When self-regulating physiological systems (generally controlled by negative feedback systems, e.g. endocrine, cardiovascular) are subject to interference, their control mechanisms respond to minimise the effects of the interference and to restore the previous steady state or rhythm: this is homeostasis. The previous state may be a normal function, e.g. ovulation (a rare example of a positive feedback mechanism), or an abnormal function, e.g.
high blood pressure. If the body successfully restores the previous steady state or rhythm then the subject has become tolerant to the drug, i.e. a higher dose is needed to produce the desired previous effect.
In the case of hormonal contraceptives, persistence of suppression of ovulation occurs and is desired, but persistence of other effects, e.g. on blood coagulation and metabolism, is not desired.
In the case of arterial hypertension, tolerance to a single drug commonly occurs, e.g. reduction of peripheral resistance by a vasodilator is compensated by an increase in blood volume that restores the blood pressure; this is why a diuretic is commonly used together with a vasodilator in therapy.
Feedback systems. The endocrine system serves fluctuating body needs. Glands are therefore capable either of increasing or decreasing their output by means of negative (usually) feedback systems. An administered hormone or hormone analogue activates the receptors of the feedback system so that high doses cause suppression of natural production of the hormone. On withdrawal of the administered hormone restoration of the normal control mechanism takes time; e.g. the hypothalamic/pituitary/ adrenal cortex system can take months to recover full sensitivity, and sudden withdrawal of adminstered corticosteroid can result in an acute deficiency state that may be life-endangering.
Regulation of receptors. The number (density) of receptors on cells (for hormones, autacoids or local hormones, and drugs), the number occupied (receptor occupancy) and the capacity of the receptor to respond (affinity, efficacy) can change in reponse to the concentration of the specific binding molecule or ligand,26 whether this be agonist or antagonist (blocker). The effects always tend to restore cell function to its normal or usual state. Prolonged high concentrations of agonist (whether administered as a drug or over-produced in the body by a tumour) cause a reduction in the number of receptors available for activation (down-regulation); changes in receptor occupancy and affinity and the prolonged occupation of receptors by inert molecules (antagonists) leads to an increase in the number of
26 24 Latin: ligare, to bind.
receptors (up-regulation). At least some of this may be achieved by receptors moving inside the cell and out again (internalisation and externalisation).
Down-regulation and the accompanying receptor changes may explain the tolerant or refractory state seen in severe asthmatics who no longer respond to P-adrenoceptor agonists.

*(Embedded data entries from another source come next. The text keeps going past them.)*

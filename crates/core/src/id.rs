//! Strongly-typed identifiers used across the domain.
//!
//! Identifiers are database-assigned integers. Their ordering matters: the
//! pairwise balance cache keys on the numerically smaller user id first.

use core::str::FromStr;
use serde::{Deserialize, Serialize};

use crate::error::DomainError;

/// Identifier of a user.
#[derive(Debug, Copy, Clone, PartialEq, Eq, PartialOrd, Ord, Hash, Serialize, Deserialize)]
#[serde(transparent)]
pub struct UserId(i64);

/// Identifier of a recorded expense.
#[derive(Debug, Copy, Clone, PartialEq, Eq, PartialOrd, Ord, Hash, Serialize, Deserialize)]
#[serde(transparent)]
pub struct ExpenseId(i64);

/// Identifier of a single per-participant split row.
#[derive(Debug, Copy, Clone, PartialEq, Eq, PartialOrd, Ord, Hash, Serialize, Deserialize)]
#[serde(transparent)]
pub struct SplitId(i64);

macro_rules! impl_int_newtype {
    ($t:ty, $name:literal) => {
        impl $t {
            pub const fn new(value: i64) -> Self {
                Self(value)
            }

            pub const fn get(self) -> i64 {
                self.0
            }
        }

        impl core::fmt::Display for $t {
            fn fmt(&self, f: &mut core::fmt::Formatter<'_>) -> core::fmt::Result {
                core::fmt::Display::fmt(&self.0, f)
            }
        }

        impl From<i64> for $t {
            fn from(value: i64) -> Self {
                Self(value)
            }
        }

        impl From<$t> for i64 {
            fn from(value: $t) -> Self {
                value.0
            }
        }

        impl FromStr for $t {
            type Err = DomainError;

            fn from_str(s: &str) -> Result<Self, Self::Err> {
                let value = s
                    .trim()
                    .parse::<i64>()
                    .map_err(|e| DomainError::invalid_id(format!("{}: {}", $name, e)))?;
                Ok(Self(value))
            }
        }
    };
}

impl_int_newtype!(UserId, "UserId");
impl_int_newtype!(ExpenseId, "ExpenseId");
impl_int_newtype!(SplitId, "SplitId");

#[cfg(test)]
mod tests {
    use super::*;

    #[test]
    fn parses_and_orders_user_ids() {
        let a: UserId = "3".parse().unwrap();
        let b: UserId = " 5 ".parse().unwrap();
        assert!(a < b);
        assert_eq!(a.get(), 3);
        assert_eq!(b.to_string(), "5");
    }

    #[test]
    fn rejects_non_numeric_ids() {
        let err = "abc".parse::<UserId>().unwrap_err();
        assert!(matches!(err, DomainError::InvalidId(msg) if msg.starts_with("UserId")));
    }

    #[test]
    fn serializes_transparently() {
        let json = serde_json::to_string(&ExpenseId::new(42)).unwrap();
        assert_eq!(json, "42");
    }
}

Up-regulation. The occasional exacerbation of ischaemic cardiac disease on sudden withdrawal of a p-adrenoceptor blocker may be explained by up-regulation during its administration, so that on withdrawal, an above-normal number of receptors suddenly becomes accessible to the normal chemo-transmitter, i.e. noradrenaline (norepinephrine).

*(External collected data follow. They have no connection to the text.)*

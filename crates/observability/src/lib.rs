//! Tracing and logging (shared setup).

use core::str::FromStr;

use thiserror::Error;

/// Tracing configuration (filters, formatters).
pub mod tracing;

/// Output format of the process-wide subscriber.
#[derive(Debug, Clone, Copy, Default, PartialEq, Eq)]
pub enum LogFormat {
    /// One JSON object per line (production default).
    #[default]
    Json,
    /// Human-readable multi-line output for local development.
    Pretty,
}

#[derive(Debug, Error, PartialEq, Eq)]
#[error("unknown log format '{0}' (expected 'json' or 'pretty')")]
pub struct UnknownLogFormat(pub String);

impl FromStr for LogFormat {
    type Err = UnknownLogFormat;

    fn from_str(s: &str) -> Result<Self, Self::Err> {
        match s.trim().to_lowercase().as_str() {
            "json" => Ok(LogFormat::Json),
            "pretty" => Ok(LogFormat::Pretty),
            other => Err(UnknownLogFormat(other.to_string())),
        }
    }
}

/// Initialize process-wide tracing.
///
/// This is safe to call multiple times; subsequent calls become no-ops.
pub fn init(format: LogFormat) {
    tracing::init(format);
}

Up-regulation with rebound sympathomimetic effects may be innocuous to a moderately healthy cardiovascular system, but the increased oxygen demand of these effects can have serious consequences where ischaemic disease is present and increased oxygen need cannot be met (angina pectoris, arrhythmia, myocardial infarction). Unmasking of a disease process that has worsened during prolonged suppressive use of the drug, i.e. resurgence, may also contribute to such exacerbations.

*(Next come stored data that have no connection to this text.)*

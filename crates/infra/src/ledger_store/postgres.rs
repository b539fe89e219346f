//! Postgres-backed ledger store.
//!
//! `create_expense` runs in a single transaction: expense row, split rows, then
//! one atomic upsert per balance pair. Any failure rolls the whole entry back
//! (the transaction is dropped without commit).
//!
//! Balance updates arrive sorted by pair, so concurrent writers touching
//! overlapping pairs lock rows in the same order.

use std::sync::Arc;

use async_trait::async_trait;
use chrono::{DateTime, Utc};
use sqlx::{PgPool, Postgres, Row, Transaction};
use tracing::{instrument, Span};

use splitledger_core::{ExpenseId, Money, SplitId, UserId};
use splitledger_expenses::{
    Balance, Expense, ExpenseSplit, LedgerEntry, RecordedExpense, UserExpenseView, UserPair,
};

use super::r#trait::LedgerStore;
use crate::error::{map_sqlx_error, StoreError};

/// Postgres-backed ledger store.
///
/// Uses the SQLx connection pool (`Send + Sync`); every write goes through a
/// transaction.
#[derive(Debug, Clone)]
pub struct PostgresLedgerStore {
    pool: Arc<PgPool>,
}

impl PostgresLedgerStore {
    pub fn new(pool: PgPool) -> Self {
        Self {
            pool: Arc::new(pool),
        }
    }
}

#[async_trait]
impl LedgerStore for PostgresLedgerStore {
    #[instrument(
        skip(self, entry),
        fields(
            created_by = %entry.expense.created_by,
            split_count = entry.splits.len(),
            balance_updates = entry.balance_updates.len(),
            operation = tracing::field::Empty,
            expense_id = tracing::field::Empty
        ),
        err
    )]
    async fn create_expense(&self, entry: LedgerEntry) -> Result<RecordedExpense, StoreError> {
        let span = Span::current();
        span.record("operation", "create_expense");

        let mut tx = self
            .pool
            .begin()
            .await
            .map_err(|e| map_sqlx_error("begin_transaction", e))?;

        let row = sqlx::query(
            r#"
            INSERT INTO expenses (description, tag, total_amount, created_by)
            VALUES ($1, $2, $3, $4)
            RETURNING id, created_at
            "#,
        )
        .bind(&entry.expense.description)
        .bind(entry.expense.tag.as_deref())
        .bind(entry.expense.total_amount.cents())
        .bind(entry.expense.created_by.get())
        .fetch_one(&mut *tx)
        .await
        .map_err(|e| map_sqlx_error("insert_expense", e))?;

        let expense = Expense {
            id: ExpenseId::new(get(&row, "id")?),
            description: entry.expense.description,
            tag: entry.expense.tag,
            total_amount: entry.expense.total_amount,
            created_by: entry.expense.created_by,
            created_at: get(&row, "created_at")?,
        };
        span.record("expense_id", expense.id.get());

        let mut splits = Vec::with_capacity(entry.splits.len());
        for share in &entry.splits {
            let row = sqlx::query(
                r#"
                INSERT INTO expense_splits (expense_id, user_id, amount_paid, amount_owed)
                VALUES ($1, $2, $3, $4)
                RETURNING id
                "#,
            )
            .bind(expense.id.get())
            .bind(share.user_id.get())
            .bind(share.amount_paid.cents())
            .bind(share.amount_owed.cents())
            .fetch_one(&mut *tx)
            .await
            .map_err(|e| map_sqlx_error("insert_split", e))?;

            splits.push(ExpenseSplit {
                id: SplitId::new(get(&row, "id")?),
                expense_id: expense.id,
                user_id: share.user_id,
                amount_paid: share.amount_paid,
                amount_owed: share.amount_owed,
            });
        }

        for update in &entry.balance_updates {
            upsert_balance(&mut tx, update.pair, update.amount).await?;
        }

        tx.commit()
            .await
            .map_err(|e| map_sqlx_error("commit_transaction", e))?;

        Ok(RecordedExpense { expense, splits })
    }

    #[instrument(
        skip(self),
        fields(
            debtor = %debtor,
            creditor = %creditor,
            amount = %amount,
            operation = tracing::field::Empty
        ),
        err
    )]
    async fn update_balance(
        &self,
        debtor: UserId,
        creditor: UserId,
        amount: Money,
    ) -> Result<Balance, StoreError> {
        let span = Span::current();
        span.record("operation", "update_balance");

        let (pair, amount) = UserPair::canonical(debtor, creditor, amount)?;

        let mut tx = self
            .pool
            .begin()
            .await
            .map_err(|e| map_sqlx_error("begin_transaction", e))?;
        let balance = upsert_balance(&mut tx, pair, amount).await?;
        tx.commit()
            .await
            .map_err(|e| map_sqlx_error("commit_transaction", e))?;

        Ok(balance)
    }

    #[instrument(
        skip(self),
        fields(
            user_id = %user_id,
            operation = tracing::field::Empty,
            balance_count = tracing::field::Empty
        ),
        err
    )]
    async fn balances_for_user(&self, user_id: UserId) -> Result<Vec<Balance>, StoreError> {
        let span = Span::current();
        span.record("operation", "balances_for_user");

        let rows = sqlx::query(
            r#"
            SELECT user1_id, user2_id, balance, last_updated
            FROM balances
            WHERE user1_id = $1 OR user2_id = $1
            ORDER BY last_updated DESC, user1_id ASC, user2_id ASC
            "#,
        )
        .bind(user_id.get())
        .fetch_all(&*self.pool)
        .await
        .map_err(|e| map_sqlx_error("balances_for_user", e))?;

        let balances = rows
            .iter()
            .map(balance_from_row)
            .collect::<Result<Vec<_>, _>>()?;

        span.record("balance_count", balances.len());
        Ok(balances)
    }

    #[instrument(
        skip(self),
        fields(
            user_id = %user_id,
            operation = tracing::field::Empty,
            expense_count = tracing::field::Empty
        ),
        err
    )]
    async fn expenses_for_user(&self, user_id: UserId) -> Result<Vec<UserExpenseView>, StoreError> {
        let span = Span::current();
        span.record("operation", "expenses_for_user");

        let rows = sqlx::query(
            r#"
            SELECT
                e.id,
                e.created_at,
                e.tag,
                e.description,
                e.total_amount,
                s.amount_paid,
                s.amount_owed
            FROM expense_splits s
            JOIN expenses e ON e.id = s.expense_id
            WHERE s.user_id = $1
            ORDER BY e.created_at DESC, e.id DESC
            "#,
        )
        .bind(user_id.get())
        .fetch_all(&*self.pool)
        .await
        .map_err(|e| map_sqlx_error("expenses_for_user", e))?;

        let mut views = Vec::with_capacity(rows.len());
        for row in &rows {
            let paid = Money::from_cents(get(row, "amount_paid")?);
            let owed = Money::from_cents(get(row, "amount_owed")?);
            views.push(UserExpenseView {
                expense_id: ExpenseId::new(get(row, "id")?),
                date: get(row, "created_at")?,
                tag: get(row, "tag")?,
                description: get(row, "description")?,
                total_amount: Money::from_cents(get(row, "total_amount")?),
                share: paid - owed,
            });
        }

        span.record("expense_count", views.len());
        Ok(views)
    }
}

/// Add `amount` to the canonical pair's balance, creating the row on first touch.
async fn upsert_balance(
    tx: &mut Transaction<'_, Postgres>,
    pair: UserPair,
    amount: Money,
) -> Result<Balance, StoreError> {
    let row = sqlx::query(
        r#"
        INSERT INTO balances (user1_id, user2_id, balance, last_updated)
        VALUES ($1, $2, $3, NOW())
        ON CONFLICT (user1_id, user2_id)
        DO UPDATE SET
            balance = balances.balance + EXCLUDED.balance,
            last_updated = NOW()
        RETURNING user1_id, user2_id, balance, last_updated
        "#,
    )
    .bind(pair.user1().get())
    .bind(pair.user2().get())
    .bind(amount.cents())
    .fetch_one(&mut **tx)
    .await
    .map_err(|e| map_sqlx_error("upsert_balance", e))?;

    balance_from_row(&row)
}

fn balance_from_row(row: &sqlx::postgres::PgRow) -> Result<Balance, StoreError> {
    let user1 = UserId::new(get(row, "user1_id")?);
    let user2 = UserId::new(get(row, "user2_id")?);
    let last_updated: DateTime<Utc> = get(row, "last_updated")?;

    Ok(Balance {
        pair: UserPair::of(user1, user2)?,
        balance: Money::from_cents(get(row, "balance")?),
        last_updated,
    })
}

fn get<'r, T>(row: &'r sqlx::postgres::PgRow, column: &str) -> Result<T, StoreError>
where
    T: sqlx::Decode<'r, Postgres> + sqlx::Type<Postgres>,
{
    row.try_get(column)
        .map_err(|e| StoreError::Storage(format!("failed to read column {column}: {e}")))
}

The rebound phenomenon is plainly a potential hazard and the use of a P-adrenoceptor blocker in the presence of ischaemic heart disease would be safer if rebound could be eliminated, p-adrenoceptor blockers that are not pure antagonists but have some agonist (sympathomimetic ischaemic) activity, i.e. partial agonists, may prevent the generation of additional adrenoceptors (up-regulation). Indeed there is evidence that rebound is less or is absent with pindolol, a partial agonist P-adrenoceptor blocker.
Sometimes a distinction is made between rebound (recurrence at intensified degree of the symptoms for which the drug was given) and withdrawal syndrome (appearance of new additional symptoms). The distinction is quantitative and does not imply different mechanisms.
Rebound and withdrawal phenomena occur erratically. In general, they are more likely with drugs having a short half-life (abrupt drop in plasma concentration) and pure agonist or antagonist action. They are less likely to occur with drugs having a long half-life and (probably) with those having a mixed agonist/antagonist (partial agonist) action on receptors.